We will study the ways in which poetry works--and by poetry, we will mean not just anything that has rhyme or rhythm, but specifically the results of people trying to use all the powers of language simultaneously--its ability to appeal to our intelligence, our imagination, and our senses. In other words, students will learn the language and craft of the practicing poet, though this course will not focus on the writing of their own poems. Note: the term for what we will be studying is "close reading"; it is not a literary theory (though it is a necessary skill for the practice of virtually any literary theory).
Our focus will be on reading some of that large body of poems in English, from the twelfth century to the twenty-first, that have been, or might be, set to music--"lyric" poetry in its most literal sense. Students do not have to be musicians to take this class, but they will find it helpful if they enjoy music, because we will often find ourselves listening to these poems in their musical settings. But we will also study poems that are, like the title Yeats gave to one of his volumes of poems, "Words for Music--Perhaps."
Most lyric poems fall into one of three broad classes: songs (and sonnets)--short, intense expressions of reaction to an emotional experience or of a particular state of mind and heart; ballads--story poems told in the form of reports of intense episodes at key moments in the story; and odes (or elegies, or meditations, or "conversation poems")--longer poems that do not tell a story, but rather work through some intense emotional crisis or philosophical issue before the eyes, as it were, of the reader. Intensity, then, will be the keynote of our study.
While we will compare and contrast poems from different periods, in these different varieties, that deal with universal topics such as love, loss, commitment, and betrayal, we will not attempt to establish a history of the lyric poem. Rather, our emphasis will be primarily on what the poems of the past have to offer us who live, feel, and sing in the present day, and to a secondary extent on the question of which poems of the present may have such value for future readers.
BOOKS AND SUPPLIES NEEDED
The books required for this course are available at Goerings' Textbook Branch, between17th and 18th street on NW 1st Avenue--also known as "Books and Bagels." They are
Many materials for this course will be posted on or linked to its Internet site, which is this syllabus. Its address is http://www.clas.ufl.edu/users/pcraddoc/poesyl01su.htm.
Grades in this course will be based on the following:
1. 5% Class attendance and participation. You will receive 1 point for every class you attend. You will lose 1 point for every unexcused absence. (To be credited with attendance, you will need to turn in a 3 x 5 card with your name, the name of your discussion group, and the date on it. You may earn additional "performance" points by writing a comment or question on the card that shows you have been thinking about the assigned reading. For this portion of this course, grades are as follows: under 15 points=F; 16 = D; 17=D+; 18-19=C, 20-21=C+, 22-23=B, 24=B+, 25=A. Points above 25 may be used to improve your grade in other aspects of the course. In no case, however, will extra credit points beyond those used for class performance raise your grade more than one level (B to B+, or C+ to B, for example)

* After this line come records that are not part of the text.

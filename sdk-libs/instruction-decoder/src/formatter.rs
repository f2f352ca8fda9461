//! Formatting of decoded values for confirmation screens.

use chrono::DateTime;

use crate::{
    core::{Field, FieldValue, StructuredInstruction},
    schema::Presentation,
};

/// Decimal places of one SOL in lamports.
pub const SOL_DECIMALS: u8 = 9;

/// Formats `amount` scaled down by `decimals`, with `,` thousands separators
/// and without trailing fractional zeros.
///
/// ```
/// use solsign_instruction_decoder::formatter::format_amount;
/// assert_eq!(format_amount(5_000_000_000, 9), "5");
/// assert_eq!(format_amount(1_234_567_890, 3), "1,234,567.89");
/// ```
pub fn format_amount(amount: u64, decimals: u8) -> String {
    let digits = amount.to_string();
    let decimals = decimals as usize;
    let (integer, fraction) = if digits.len() > decimals {
        digits.split_at(digits.len() - decimals)
    } else {
        ("0", digits.as_str())
    };

    let mut formatted = String::with_capacity(integer.len() + integer.len() / 3 + decimals + 1);
    for (i, c) in integer.chars().enumerate() {
        if i > 0 && (integer.len() - i) % 3 == 0 {
            formatted.push(',');
        }
        formatted.push(c);
    }

    let fraction = format!("{:0>width$}", fraction, width = decimals);
    let fraction = fraction.trim_end_matches('0');
    if !fraction.is_empty() {
        formatted.push('.');
        formatted.push_str(fraction);
    }
    formatted
}

pub fn format_lamports(lamports: u64) -> String {
    format!("{} SOL", format_amount(lamports, SOL_DECIMALS))
}

/// Unix timestamp as a UTC date, the raw number if out of range.
pub fn format_timestamp(timestamp: i64) -> String {
    match DateTime::from_timestamp(timestamp, 0) {
        Some(date) => date.format("%Y-%m-%d %H:%M:%S UTC").to_string(),
        None => timestamp.to_string(),
    }
}

/// Formats a present field value, `None` for absent optional fields.
///
/// Token amounts depend on the `decimals` field of the same instruction and
/// fall back to the raw integer when it is missing.
pub fn format_field(field: &Field, instruction: &StructuredInstruction) -> Option<String> {
    let value = field.value.as_ref()?;
    let formatted = match (field.schema.presentation, value) {
        (Presentation::Lamports, value) => match value.as_u64() {
            Some(lamports) => format_lamports(lamports),
            None => format_value(value),
        },
        (Presentation::TokenAmount, value) => {
            let decimals = instruction.u64_field("decimals");
            match (value.as_u64(), decimals) {
                (Some(amount), Some(decimals)) if decimals <= u8::MAX as u64 => {
                    format_amount(amount, decimals as u8)
                }
                _ => format_value(value),
            }
        }
        (Presentation::Timestamp, FieldValue::I64(timestamp)) => format_timestamp(*timestamp),
        (_, value) => format_value(value),
    };
    Some(formatted)
}

/// Plain rendering of a value.
pub fn format_value(value: &FieldValue) -> String {
    match value {
        FieldValue::U8(value) => value.to_string(),
        FieldValue::U32(value) => value.to_string(),
        FieldValue::U64(value) => value.to_string(),
        FieldValue::I64(value) => value.to_string(),
        FieldValue::Pubkey(pubkey) => pubkey.to_string(),
        FieldValue::String(value) => value.clone(),
        FieldValue::StakeAuthorize(value) => value.name().to_string(),
        FieldValue::AuthorityType(value) => value.name().to_string(),
    }
}
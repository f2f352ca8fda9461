use solana_pubkey::Pubkey;
use solsign_instruction_decoder::{
    programs::{STAKE_PROGRAM_ID, SYSTEM_PROGRAM_ID},
    StructuredInstruction,
};
use tracing::debug;

use super::{push_distinct, same_account, StakeDeactivate, StakeDelegate, StakeWithdraw};

/// `CreateAccountWithSeed`, `Initialize`, `DelegateStake` of one new stake
/// account, funded, owned and delegated by the signer without a lockup
/// custodian.
pub(super) fn stake_delegate(
    instructions: &[StructuredInstruction],
    signer: &Pubkey,
) -> Option<StakeDelegate> {
    let [create, initialize, delegate] = instructions else {
        return None;
    };
    let create = create.as_system_create_account_with_seed()?;
    let initialize = initialize.as_stake_initialize()?;
    let delegate = delegate.as_stake_delegate()?;

    let signer_funds_and_seeds = create.funding_account.is(signer)
        && create.base == *signer
        && create
            .base_account
            .map_or(true, |base_account| base_account.is(signer))
        && create.owner == STAKE_PROGRAM_ID;
    if !signer_funds_and_seeds {
        debug!("Stake account is not created by the signer");
        return None;
    }
    let stake_account = &initialize.uninitialized_stake_account;
    if !same_account(&create.created_account, stake_account)
        || !same_account(stake_account, &delegate.initialized_stake_account)
    {
        debug!("Stake instructions refer to different stake accounts");
        return None;
    }
    if initialize.staker != *signer
        || initialize.withdrawer != *signer
        || !delegate.stake_authority.is(signer)
    {
        debug!("Signer is not the stake authority");
        return None;
    }
    if initialize.custodian != SYSTEM_PROGRAM_ID {
        debug!(custodian = %initialize.custodian, "Stake account has a lockup custodian");
        return None;
    }

    Some(StakeDelegate {
        stake_account: delegate.initialized_stake_account,
        vote_account: delegate.vote_account,
        lamports: create.lamports,
    })
}

/// Only `Deactivate` instructions, each authorized by the signer.
pub(super) fn stake_deactivate(
    instructions: &[StructuredInstruction],
    signer: &Pubkey,
) -> Option<StakeDeactivate> {
    let mut stake_accounts = Vec::new();
    for instruction in instructions {
        let deactivate = instruction.as_stake_deactivate()?;
        if !deactivate.stake_authority.is(signer) {
            debug!("Signer is not the stake authority");
            return None;
        }
        push_distinct(&mut stake_accounts, deactivate.delegated_stake_account);
    }
    Some(StakeDeactivate { stake_accounts })
}

/// Only `Withdraw` instructions, each authorized by the signer.
pub(super) fn stake_withdraw(
    instructions: &[StructuredInstruction],
    signer: &Pubkey,
) -> Option<StakeWithdraw> {
    let mut lamports = 0u64;
    let mut recipients = Vec::new();
    for instruction in instructions {
        let withdraw = instruction.as_stake_withdraw()?;
        if !withdraw.withdrawal_authority.is(signer) {
            debug!("Signer is not the withdrawal authority");
            return None;
        }
        lamports = lamports.checked_add(withdraw.lamports)?;
        push_distinct(&mut recipients, withdraw.recipient_account);
    }
    Some(StakeWithdraw {
        lamports,
        recipients,
    })
}
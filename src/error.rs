// Error types module

use thiserror::Error;

/// Errors produced while issuing a signed URL
///
/// Categorizes failures into the three kinds a caller can observe, each with
/// its own HTTP status mapping. Messages never contain credential values.
#[derive(Error, Debug, Clone, PartialEq, Eq)]
pub enum IssueError {
    /// Required credentials are missing from process configuration
    #[error("{0}")]
    Configuration(String),

    /// Caller-supplied parameter is missing or malformed
    #[error("{0}")]
    Input(String),

    /// Unexpected failure while building or signing the URL
    #[error("{message}: {detail}")]
    Internal { message: String, detail: String },
}

impl IssueError {
    pub fn configuration(message: impl Into<String>) -> Self {
        IssueError::Configuration(message.into())
    }

    pub fn input(message: impl Into<String>) -> Self {
        IssueError::Input(message.into())
    }

    pub fn internal(message: impl Into<String>, detail: impl Into<String>) -> Self {
        IssueError::Internal {
            message: message.into(),
            detail: detail.into(),
        }
    }

    /// HTTP status code for this error
    pub fn status_code(&self) -> u16 {
        match self {
            IssueError::Configuration(_) => 500,
            IssueError::Input(_) => 400,
            IssueError::Internal { .. } => 500,
        }
    }

    /// Short label used for metrics and log fields
    pub fn kind(&self) -> &'static str {
        match self {
            IssueError::Configuration(_) => "configuration",
            IssueError::Input(_) => "input",
            IssueError::Internal { .. } => "internal",
        }
    }

    /// JSON body sent to the caller
    ///
    /// Internal errors carry an additional `message` field with the detail.
    pub fn to_json_body(&self) -> serde_json::Value {
        match self {
            IssueError::Configuration(message) | IssueError::Input(message) => {
                serde_json::json!({ "error": message })
            }
            IssueError::Internal { message, detail } => {
                serde_json::json!({ "error": message, "message": detail })
            }
        }
    }
}

/// Errors raised while loading or validating configuration at startup
#[derive(Error, Debug)]
pub enum ConfigError {
    #[error("Failed to read config file: {0}")]
    Read(#[from] std::io::Error),

    #[error("Failed to parse config: {0}")]
    Parse(#[from] serde_yaml::Error),

    #[error("Environment variable '{0}' is referenced but not set")]
    MissingEnvVar(String),

    #[error("Invalid value for environment variable '{name}': {value}")]
    InvalidEnvVar { name: String, value: String },

    #[error("Invalid configuration: {0}")]
    Invalid(String),
}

2. 5% Handmade Handbook. You are to make your own handbook of terms used in analyzing poems and songs, with definitions and examples. You can copy the definitions, or portions of them, from other sources, but the idea is to make sure that you are "getting it" by putting material in your own words and finding or making your own examples. This will be handed in for credit at the time of the quiz on technical terms; obviously completing it and reviewing it is a great way to study for the quiz. You may show it to me at any time before or after that to make sure you are on the right track, or to earn extra credit for special sections, e.g. sections about types of songs and poems. For now, when you learn a new term or come across one you already know that is important in the study of poems, put it in your handbook. These handbooks will be graded on a 10-point scale, with completeness, correctness, organization, and aptness of examples as criteria for grading. But mainly they will help you remember what you learn.
3. 10% Quiz :on technical terms
4. 20% Workshop Portfolios--analytical exercises and other activities
5. 30% interpretative/creative paper--see "Paper Topics"
6. 30% Final: in-class essay analyzing a poem
EXTRA CREDIT: Extra points to make up deficiencies in points
for attendance, portfolios, and quiz may be earned in several ways, of
which the easiest (by far) is to add a comment or question to your attendance
card that reveals that you have thought about the assignment for the day.
Such comments can earn 1 point of extra credit each. Other ways:
memorize and recite to me a poem of your choice (must be 12-20 lines long)
(3-5 points); doing a mini-paper (see paper topics), i.e., a brief or trial
version of one of the topics (3-5 points).
Paper Topics:
IMPORTANT: Before even beginning to write your paper, read Norton Introduction pp. A28-A32. While writing it, consult pp. A33-A48.
(1) Choose two or more poems by the same poet, OR in the same form, OR dealing with the same subject, to compare and contrast. At least one of the chosen poems must come from one of our textbooks, though it need not have been assigned reading. Your job is not to see where the poet(s) went wrong, or to praise his, her, or their wonderful work in vague generalities, but to help another reader appreciate exactly what the poet says and how he or she says it. You might think of yourself as answering the question, how and why do these poems differ from a simple prose summary of their content. If it helps, you may specify your audience-are you telling your "significant other" about these poems? Your mom? Your roommate? Your kid brother? Remember, to love something you must understand it, and to understand it, you must love it. This paper should be approximately 1700-2500 words long. (A typed or word-processed page typically contains 250-300 words.)
(2) Select or write a poem and make it into a song. If you can't
write music, sing the song onto a tape and/or for me and/or for the class.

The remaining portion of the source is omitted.